Savoring: Explaining the Happiness-Wealth Relationship

Recent research examines the ability to enhance and prolong positive experiences

In the modern film classic National Lampoon’s Christmas Vacation (admittedly, I’m no film critic), Clark Griswald eagerly awaits his end-of-year bonus and plans to surprise his family with a new pool. As the days until Christmas tick by, the pool takes on a life of its own and Clark vividly anticipates its arrival, imagining himself cooling off in it in the summer months (replete with Christy Brinkley’s company). With Tax Day around the corner, my guess is that more and more people are similarly thinking about what they might be able to buy with their refund or what they could have bought if they didn’t owe more money to the government (enter sound of a sad trombone). Regardless of what boat you’re in, thinking about what sort of things or experiences new wealth might be able to get you is illustrative of the sometimes twisted relationship between money and happiness.

Indeed, in a recent post, I reviewed findings suggesting that more money doesn’t always lead to greater happiness. The bottom line? Richer countries have citizens who are more satisfied with their lives, but these folks are not necessarily happier. Some new research by Jordi Quoidbach, Elizabeth Dunn, and colleagues offers an intriguing explanation for why this link between money and happiness is relatively weak. The impetus of their work comes from a fancily-named theory by the psychologist Dan Gilbert: the experience-stretching hypothesis. Gilbert suggests that experiencing life’s more refined things (say, dining at the French Laundry in Napa or scuba-diving near Australia), may ironically dampen the pleasures that one gets from more banal experiences (taking a walk on the first day of spring, eating a great piece of chocolate, etc.).

Quoidbach, Dunn, and colleagues offer an intriguing reason for why this may be so. They suggest that when resources are scarce, people savor the limited experiences that they do have. Here, savoring means taking positive experiences and prolonging and enhancing them. Theorists have suggested that there are four components to savoring: showing nonverbal enjoyment, staying in the here and now while enjoying something, thinking about the event before as well as afterward, and telling others about the positive experience. For example, research shows that when college seniors are reminded of the short amount of time that they have left until graduation, they spend more time taking advantage of the activities and events that they anticipate missing. To this end, and in line with Gilbert’s experience-stretching hypothesis, Quoidbach and colleagues reasoned that if money can buy more frequent positive experiences, there may simply be less of a need to draw out and appreciate other good times. Having more wealth, in other words, might undermine the ability to savor good things in life.

As an initial examination of this idea, the researchers asked people to report their wealth and also gave them a questionnaire that measures savoring ability. They found a negative relationship: people with more money tended to be worse at savoring life’s pleasures. This is of course just a correlation, but in two clever follow-up experiments, Quoidbach and colleagues found evidence for a causal link between money and savoring.
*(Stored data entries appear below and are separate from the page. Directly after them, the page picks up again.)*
//! Count-only views of a thing.
//!
//! With `properties=a,b` each named collection becomes a page of summaries of
//! its members. Without it every collection is replaced by `<name>Count`.

use super::externalize::{collection, page_of};
use super::resolver::{resolve, Resolution, THING_FILE_NAME};
use super::{mark_type, QueryContext};
use crate::error::Result;
use crate::resource::{is_reference, is_valid_resource_id, normalize_resource_id, resolve_reference};
use crate::security::User;
use futures::future::BoxFuture;
use futures::FutureExt;
use serde_json::{json, Map, Value};
use tracing::{debug, warn};

pub(crate) async fn summarize(
    context: &QueryContext,
    user: &User,
    thing: Map<String, Value>,
) -> Result<Map<String, Value>> {
    match &context.parameters.properties {
        Some(properties) => summarize_collections(context, user, &thing, properties).await,
        None => Ok(summarize_thing(context, user, thing)),
    }
}

/// Replaces collection values with their readable member count.
fn summarize_thing(context: &QueryContext, user: &User, thing: Map<String, Value>) -> Map<String, Value> {
    let resource_id = context.resource_id.as_str();
    let mut summary = Map::new();
    for (property, value) in thing {
        match readable_count(context, user, resource_id, &value) {
            Some(count) => {
                summary.insert(format!("{property}Count"), json!(count));
            }
            None => {
                summary.insert(property, value);
            }
        }
    }
    mark_type(&context.database, resource_id, &mut summary);
    summary
}

/// Pages of member summaries for each requested property.
async fn summarize_collections(
    context: &QueryContext,
    user: &User,
    thing: &Map<String, Value>,
    properties: &[String],
) -> Result<Map<String, Value>> {
    let database = context.database.as_ref();
    let resource_id = context.resource_id.as_str();
    let mut result = Map::new();
    if let Some(path) = thing.get("path") {
        result.insert("path".to_string(), path.clone());
    }

    for property in properties {
        debug!(resource_id, property = %property, "summarizing property");
        let ids: Vec<String> = thing
            .get(property)
            .map(|value| member_ids(resource_id, value))
            .unwrap_or_default()
            .into_iter()
            .filter(|id| database.can_read(id, user))
            .collect();
        let page = page_of(&ids, context.parameters.offset, context.parameters.limit);

        let tasks: Vec<BoxFuture<'_, Result<Option<Value>>>> = page
            .iter()
            .map(|id| fetch_summary(context, user, properties, id).boxed())
            .collect();
        let mut members = Vec::with_capacity(tasks.len());
        for summary in context.worker.run(tasks).await {
            if let Some(summary) = summary? {
                members.push(summary);
            }
        }
        result.insert(property.clone(), collection(context, ids.len(), members));
    }

    mark_type(database, resource_id, &mut result);
    Ok(result)
}

/// `{id, name, path, shortDescription, isSummary}` for one member, plus the
/// readable count of each requested property it holds. Never looks inside
/// the member's references.
async fn fetch_summary(
    context: &QueryContext,
    user: &User,
    properties: &[String],
    id: &str,
) -> Result<Option<Value>> {
    let database = context.database.as_ref();
    if !is_valid_resource_id(id) {
        warn!(reference = id, "ignoring malformed reference");
        return Ok(None);
    }
    let thing = match resolve(database, id, THING_FILE_NAME, &user.id).await? {
        Resolution::Found(thing) => thing,
        Resolution::File(_) => {
            return Ok(Some(json!({
                "id": id,
                "href": database.href(&context.base_url, id),
                "isSummary": true,
            })));
        }
        Resolution::NotFound { cause } => {
            warn!(reference = id, %cause, "summarized member did not resolve");
            return Ok(Some(json!({ "id": id, "isSummary": true })));
        }
    };

    let short_description = thing
        .get("shortDescription")
        .or_else(|| thing.get("description"))
        .cloned()
        .unwrap_or_else(|| Value::String(String::new()));
    let mut summary = Map::new();
    summary.insert("id".into(), Value::String(id.to_string()));
    summary.insert("name".into(), thing.get("name").cloned().unwrap_or(Value::Null));
    summary.insert(
        "path".into(),
        thing.get("path").cloned().unwrap_or_else(|| Value::String(id.to_string())),
    );
    summary.insert("shortDescription".into(), short_description);
    summary.insert("isSummary".into(), Value::Bool(true));
    for property in properties {
        if let Some(count) = thing.get(property).and_then(|v| readable_count(context, user, id, v)) {
            summary.insert(format!("{property}Count"), json!(count));
        }
    }
    mark_type(database, id, &mut summary);
    Ok(Some(Value::Object(summary)))
}

/// Ids named by a collection value: the references of an array or the
/// reference keys of an object.
fn member_ids(resource_id: &str, value: &Value) -> Vec<String> {
    let references: Box<dyn Iterator<Item = &str> + '_> = match value {
        Value::Array(items) => Box::new(items.iter().filter_map(Value::as_str)),
        Value::Object(map) => Box::new(map.keys().map(String::as_str)),
        _ => return Vec::new(),
    };
    references
        .map(|text| {
            if is_reference(text) {
                resolve_reference(resource_id, text)
                    .unwrap_or_else(|| normalize_resource_id(text))
            } else {
                text.to_string()
            }
        })
        .collect()
}

/// Count of a collection's members the user can read. Members that aren't
/// references always count. `None` for scalars.
fn readable_count(context: &QueryContext, user: &User, resource_id: &str, value: &Value) -> Option<usize> {
    let database = context.database.as_ref();
    let count = |text: &str| {
        !is_reference(text)
            || resolve_reference(resource_id, text).is_some_and(|id| database.can_read(&id, user))
    };
    match value {
        Value::Array(items) => Some(
            items
                .iter()
                .filter(|item| item.as_str().map_or(true, count))
                .count(),
        ),
        Value::Object(map) => Some(map.keys().filter(|key| count(key.as_str())).count()),
        _ => None,
    }
}

#[cfg(test)]
mod tests {
    use super::*;

    #[test]
    fn member_ids_resolve_relative_references() {
        let value = json!(["</types/notes/A>", "<B>", "plain"]);
        assert_eq!(
            member_ids("/types/notes", &value),
            vec!["/types/notes/A", "/types/notes/B", "plain"]
        );
        let value = json!({ "</types/notes/A>": "", "<C>": "" });
        assert_eq!(member_ids("/types/notes", &value), vec!["/types/notes/A", "/types/notes/C"]);
        assert!(member_ids("/types/notes", &json!(3)).is_empty());
    }
}
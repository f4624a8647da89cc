//! HTTP API layer: turns request paths into catalog queries and query
//! outcomes into responses.

use axum::{
    extract::{FromRequestParts, Request, State},
    http::{header, request::Parts, StatusCode},
    response::{IntoResponse, Response},
    routing::get,
    Router,
};
use catalog_hub_core::{
    query, QueryContext, QueryError, QueryResultsHandler, Route, Router as DatabaseRouter,
};
use serde_json::Value;
use std::convert::Infallible;
use std::path::{Path, PathBuf};
use std::sync::Arc;
use tower::ServiceExt;
use tower_http::services::ServeFile;
use tracing::{debug, error, warn};

/// Media type of every JSON object the server returns.
pub const CONTENT_TYPE: &str = "application/vnd.sqwerl-v0.1+json";

/// The requesting user, from the `X-User-Id` header. Requests without one
/// are answered for the configured guest user.
#[derive(Clone, Debug, Default)]
pub struct AuthContext {
    pub user_id: Option<String>,
}

impl<S: Send + Sync> FromRequestParts<S> for AuthContext {
    type Rejection = Infallible;

    async fn from_request_parts(parts: &mut Parts, _state: &S) -> Result<Self, Self::Rejection> {
        let user_id = parts
            .headers
            .get("X-User-Id")
            .and_then(|v| v.to_str().ok())
            .map(|s| s.trim().to_string())
            .filter(|s| !s.is_empty());
        Ok(Self { user_id })
    }
}

/// Shared application state containing the configured databases.
#[derive(Clone)]
pub struct AppState {
    pub databases: Arc<DatabaseRouter>,
}

pub fn router(databases: Arc<DatabaseRouter>) -> Router {
    let app_state = AppState { databases };
    Router::new()
        .route("/health", get(|| async { "OK" }))
        .route("/{*path}", get(get_resource))
        .with_state(app_state)
}

async fn get_resource(State(state): State<AppState>, auth: AuthContext, request: Request) -> Response {
    let uri = request.uri();
    let route = match state
        .databases
        .route(uri.path(), uri.query(), auth.user_id.as_deref())
    {
        Ok(route) => route,
        Err(e) => return error_response(e),
    };
    let context = match route {
        Route::Query(context) => context,
        Route::NotFound(message) => return (StatusCode::NOT_FOUND, message).into_response(),
    };

    let mut responder = Responder::default();
    match query(&context, &mut responder).await {
        Ok(()) => responder.into_response(request).await,
        Err(e) => error_response(e),
    }
}

fn error_response(error: QueryError) -> Response {
    let status = match &error {
        QueryError::InvalidIdentifier(_) => StatusCode::BAD_REQUEST,
        QueryError::UnknownUser(_) => StatusCode::UNAUTHORIZED,
        QueryError::MalformedData { .. }
        | QueryError::Storage { .. }
        | QueryError::Configuration(_) => StatusCode::INTERNAL_SERVER_ERROR,
    };
    if status.is_server_error() {
        error!(%error, "query failed");
    } else {
        warn!(%error, "rejected query");
    }
    (status, error.to_string()).into_response()
}

/// What the query asked the server to send back.
#[derive(Debug)]
enum Reply {
    NotFound(String),
    File(PathBuf),
    Object(Value),
    Forbidden,
}

#[derive(Debug, Default)]
struct Responder {
    reply: Option<Reply>,
}

impl QueryResultsHandler for Responder {
    fn resource_not_found(&mut self, context: &QueryContext, cause: &str) {
        debug!(resource_id = %context.resource_id, cause, "resource not found");
        self.reply = Some(Reply::NotFound(format!(
            "There is no resource with the ID \"{}\".",
            context.resource_id
        )));
    }

    fn return_file(&mut self, _context: &QueryContext, path: &Path) {
        self.reply = Some(Reply::File(path.to_path_buf()));
    }

    fn return_object(&mut self, _context: &QueryContext, object: Value) {
        self.reply = Some(Reply::Object(object));
    }

    fn user_cannot_read(&mut self, context: &QueryContext) {
        debug!(resource_id = %context.resource_id, user = %context.user_id, "user cannot read");
        self.reply = Some(Reply::Forbidden);
    }
}

impl Responder {
    /// Attachments are streamed from disk; the request is passed along so
    /// range and conditional headers are honoured.
    async fn into_response(self, request: Request) -> Response {
        match self.reply {
            Some(Reply::NotFound(message)) => (StatusCode::NOT_FOUND, message).into_response(),
            Some(Reply::Forbidden) => StatusCode::FORBIDDEN.into_response(),
            Some(Reply::Object(object)) => match serde_json::to_vec(&object) {
                Ok(body) => ([(header::CONTENT_TYPE, CONTENT_TYPE)], body).into_response(),
                Err(e) => {
                    error!(%e, "could not serialize query result");
                    StatusCode::INTERNAL_SERVER_ERROR.into_response()
                }
            },
            Some(Reply::File(path)) => {
                debug!(path = %path.display(), "streaming file");
                match ServeFile::new(&path).oneshot(request).await {
                    Ok(response) => response.into_response(),
                    Err(never) => match never {},
                }
            }
            None => StatusCode::INTERNAL_SERVER_ERROR.into_response(),
        }
    }
}
//! Queries against a database chain.
//!
//! A [`QueryContext`] names a database, a resource and the requesting user.
//! [`execute`] resolves it to exactly one [`QueryOutcome`]; [`query`] does the
//! same and hands the outcome to a [`QueryResultsHandler`].

mod externalize;
mod resolver;
mod summary;

pub use resolver::{resolve, Resolution, THING_FILE_NAME};

use crate::database::Database;
use crate::error::{QueryError, Result};
use crate::resource::{decode_path, is_valid_resource_id};
use crate::security::User;
use crate::throttle::{ThrottledWorker, DEFAULT_LIMIT};
use crate::types::TYPE_FILE_NAME;
use serde_json::{Map, Value};
use std::path::{Path, PathBuf};
use std::sync::Arc;
use tracing::{debug, info};

/// Default page size for collections.
pub const DEFAULT_COLLECTION_LIMIT: usize = 10;

/// Base URL used for hyperlinks when none is configured.
pub const DEFAULT_BASE_URL: &str = "http://localhost:8080";

#[derive(Debug, Clone, Copy, Default, PartialEq, Eq)]
pub enum QueryKind {
    /// The thing itself, with its references externalized.
    #[default]
    Object,
    /// The type definition (`type.json`) stored at the resource.
    Metadata,
    /// A count-only summary of the thing.
    Summary,
}

impl QueryKind {
    /// File that holds a resource's properties for this kind of query.
    pub fn file_name(self) -> &'static str {
        match self {
            QueryKind::Metadata => TYPE_FILE_NAME,
            QueryKind::Object | QueryKind::Summary => THING_FILE_NAME,
        }
    }
}

/// Options taken from a request's query string.
#[derive(Debug, Clone, PartialEq, Eq)]
pub struct QueryParameters {
    pub limit: usize,
    pub offset: usize,
    /// Properties to summarize, for summary queries.
    pub properties: Option<Vec<String>>,
}

impl Default for QueryParameters {
    fn default() -> Self {
        Self {
            limit: DEFAULT_COLLECTION_LIMIT,
            offset: 0,
            properties: None,
        }
    }
}

impl QueryParameters {
    pub fn with_limit(limit: usize) -> Self {
        Self {
            limit: limit.max(1),
            ..Default::default()
        }
    }

    /// Parses `limit`, `offset` and `properties` from a query string.
    /// Values that aren't positive integers leave the defaults in place.
    pub fn from_query_string(query: Option<&str>, default_limit: usize) -> Self {
        let mut parameters = Self::with_limit(default_limit);
        let Some(query) = query else {
            return parameters;
        };
        for pair in query.split('&').filter(|p| !p.is_empty()) {
            let (key, value) = pair.split_once('=').unwrap_or((pair, ""));
            let value = decode_path(&value.replace('+', " "));
            match key {
                "limit" => {
                    if let Some(limit) = positive(&value) {
                        parameters.limit = limit;
                    }
                }
                "offset" => {
                    if let Some(offset) = positive(&value) {
                        parameters.offset = offset;
                    }
                }
                "properties" => {
                    let properties: Vec<String> = value
                        .split(',')
                        .map(str::trim)
                        .filter(|p| !p.is_empty())
                        .map(str::to_string)
                        .collect();
                    parameters.properties = (!properties.is_empty()).then_some(properties);
                }
                _ => {}
            }
        }
        parameters
    }
}

fn positive(value: &str) -> Option<usize> {
    value.trim().parse::<usize>().ok().filter(|&n| n > 0)
}

/// Everything needed to answer one request. Built per request and never
/// shared.
#[derive(Debug, Clone)]
pub struct QueryContext {
    pub database: Arc<Database>,
    pub resource_id: String,
    pub user_id: String,
    pub kind: QueryKind,
    pub parameters: QueryParameters,
    /// Replace references with hyperlink stubs and collections. Turned off
    /// when only raw stored properties are wanted.
    pub externalize: bool,
    pub base_url: String,
    pub worker: ThrottledWorker,
}

impl QueryContext {
    pub fn new(database: Arc<Database>, resource_id: impl Into<String>, user_id: impl Into<String>) -> Self {
        Self {
            database,
            resource_id: resource_id.into(),
            user_id: user_id.into(),
            kind: QueryKind::Object,
            parameters: QueryParameters::default(),
            externalize: true,
            base_url: DEFAULT_BASE_URL.to_string(),
            worker: ThrottledWorker::new(DEFAULT_LIMIT),
        }
    }

    pub fn with_kind(mut self, kind: QueryKind) -> Self {
        self.kind = kind;
        self
    }

    pub fn with_parameters(mut self, parameters: QueryParameters) -> Self {
        self.parameters = parameters;
        self
    }

    pub fn with_base_url(mut self, base_url: impl Into<String>) -> Self {
        self.base_url = base_url.into();
        self
    }

    pub fn with_concurrency_limit(mut self, limit: usize) -> Self {
        self.worker = ThrottledWorker::new(limit);
        self
    }

    pub fn without_externalization(mut self) -> Self {
        self.externalize = false;
        self
    }

    /// The hyperlink for the queried resource.
    pub fn href(&self) -> String {
        self.database.href(&self.base_url, &self.resource_id)
    }
}

/// The single result of a query.
#[derive(Debug, Clone, PartialEq)]
pub enum QueryOutcome {
    NotFound { cause: String },
    /// The resource is a plain file stored at this path.
    File(PathBuf),
    Object(Value),
    Forbidden,
}

impl QueryOutcome {
    /// Hands this outcome to the matching handler operation.
    pub fn dispatch<H: QueryResultsHandler + ?Sized>(self, context: &QueryContext, handler: &mut H) {
        match self {
            QueryOutcome::NotFound { cause } => handler.resource_not_found(context, &cause),
            QueryOutcome::File(path) => handler.return_file(context, &path),
            QueryOutcome::Object(object) => handler.return_object(context, object),
            QueryOutcome::Forbidden => handler.user_cannot_read(context),
        }
    }
}

/// Receives the outcome of [`query`]. Exactly one operation is called per
/// query.
pub trait QueryResultsHandler {
    fn resource_not_found(&mut self, context: &QueryContext, cause: &str);

    fn return_file(&mut self, context: &QueryContext, path: &Path);

    fn return_object(&mut self, context: &QueryContext, object: Value);

    fn user_cannot_read(&mut self, context: &QueryContext);
}

/// Runs the query and reports its outcome to `handler`.
///
/// Errors (an invalid identifier, an unknown user, unreadable or corrupt
/// stored data) are returned instead and no handler operation is called.
pub async fn query<H>(context: &QueryContext, handler: &mut H) -> Result<()>
where
    H: QueryResultsHandler + Send + ?Sized,
{
    let outcome = execute(context).await?;
    outcome.dispatch(context, handler);
    Ok(())
}

/// Resolves the query to its outcome.
pub async fn execute(context: &QueryContext) -> Result<QueryOutcome> {
    let database = &context.database;
    let resource_id = context.resource_id.as_str();
    info!(
        resource_id,
        database = database.name(),
        user = %context.user_id,
        "querying resource"
    );
    if !is_valid_resource_id(resource_id) {
        return Err(QueryError::InvalidIdentifier(resource_id.to_string()));
    }

    let user = resolver::fetch_user(context).await?;
    if !database.can_read(resource_id, &user) {
        debug!(resource_id, user = %user.id, "user cannot read resource");
        return Ok(QueryOutcome::Forbidden);
    }

    let thing = match resolve(database, resource_id, context.kind.file_name(), &user.id).await? {
        Resolution::NotFound { cause } => return Ok(QueryOutcome::NotFound { cause }),
        Resolution::File(path) => return Ok(QueryOutcome::File(path)),
        Resolution::Found(thing) => thing,
    };

    let mut object = if context.kind == QueryKind::Summary {
        summary::summarize(context, &user, thing).await?
    } else if context.externalize {
        externalize::externalize_thing(context, &user, resource_id, thing).await?
    } else {
        let mut thing = thing;
        mark_type(database, resource_id, &mut thing);
        thing
    };
    decorate(context, &mut object);
    Ok(QueryOutcome::Object(Value::Object(object)))
}

/// Adds `isType: true` when the resource is a type known to the database or
/// its parent.
fn mark_type(database: &Database, resource_id: &str, object: &mut Map<String, Value>) {
    if database.is_type(resource_id) {
        object.insert("isType".to_string(), Value::Bool(true));
    }
}

/// Adds the returned object's own `href`, `id` and `path`.
fn decorate(context: &QueryContext, object: &mut Map<String, Value>) {
    let path = object
        .get("path")
        .filter(|p| !p.is_null())
        .cloned()
        .unwrap_or_else(|| Value::String(context.resource_id.clone()));
    object.insert("href".to_string(), Value::String(context.href()));
    object.insert("id".to_string(), Value::String(context.resource_id.clone()));
    object.insert("path".to_string(), path);
}
pub mod config;
pub mod database;
pub mod error;
pub mod query;
pub mod resource;
pub mod router;
pub mod security;
pub mod storage;
pub mod throttle;
pub mod types;

pub use config::ApplicationConfiguration;
pub use database::Database;
pub use error::{QueryError, Result};
pub use query::{execute, query, QueryContext, QueryKind, QueryOutcome, QueryParameters, QueryResultsHandler};
pub use router::{Route, Router};
pub use security::User;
In one, research participants were shown a questionnaire that also had a picture of a stack of money on it (this is a technique that has been used successfully in other studies to get people into the mindset of thinking about money). People in a control condition were shown the same image, but it was blurred beyond recognition. Next, all participants filled out the “Savoring Positive Emotion Scale,” which presents six hypothetical scenarios meant to elicit feelings of contentment (e.g., finishing an important task), joy, awe (e.g., hiking and seeing a beautiful waterfall), excitement, pride, and gratitude. After each scenario, participants were given eight possible reactions and asked to indicate the ones they think would best characterize their typical response. Interestingly, the subjects who were exposed to the picture of money picked responses that were less indicative of the four components of savoring. In line with the earlier correlational result, thinking about money actually caused people to savor positive things in life less.

These results aren’t just relegated to self-reported savoring ability. In a follow-up study, Quoidbach and colleagues showed that reminding people of money made them savor a positive experience less on a behavioral level: participants in the “money” condition spent less time eating a piece of chocolate, and also showed significantly less enjoyment while eating the chocolate.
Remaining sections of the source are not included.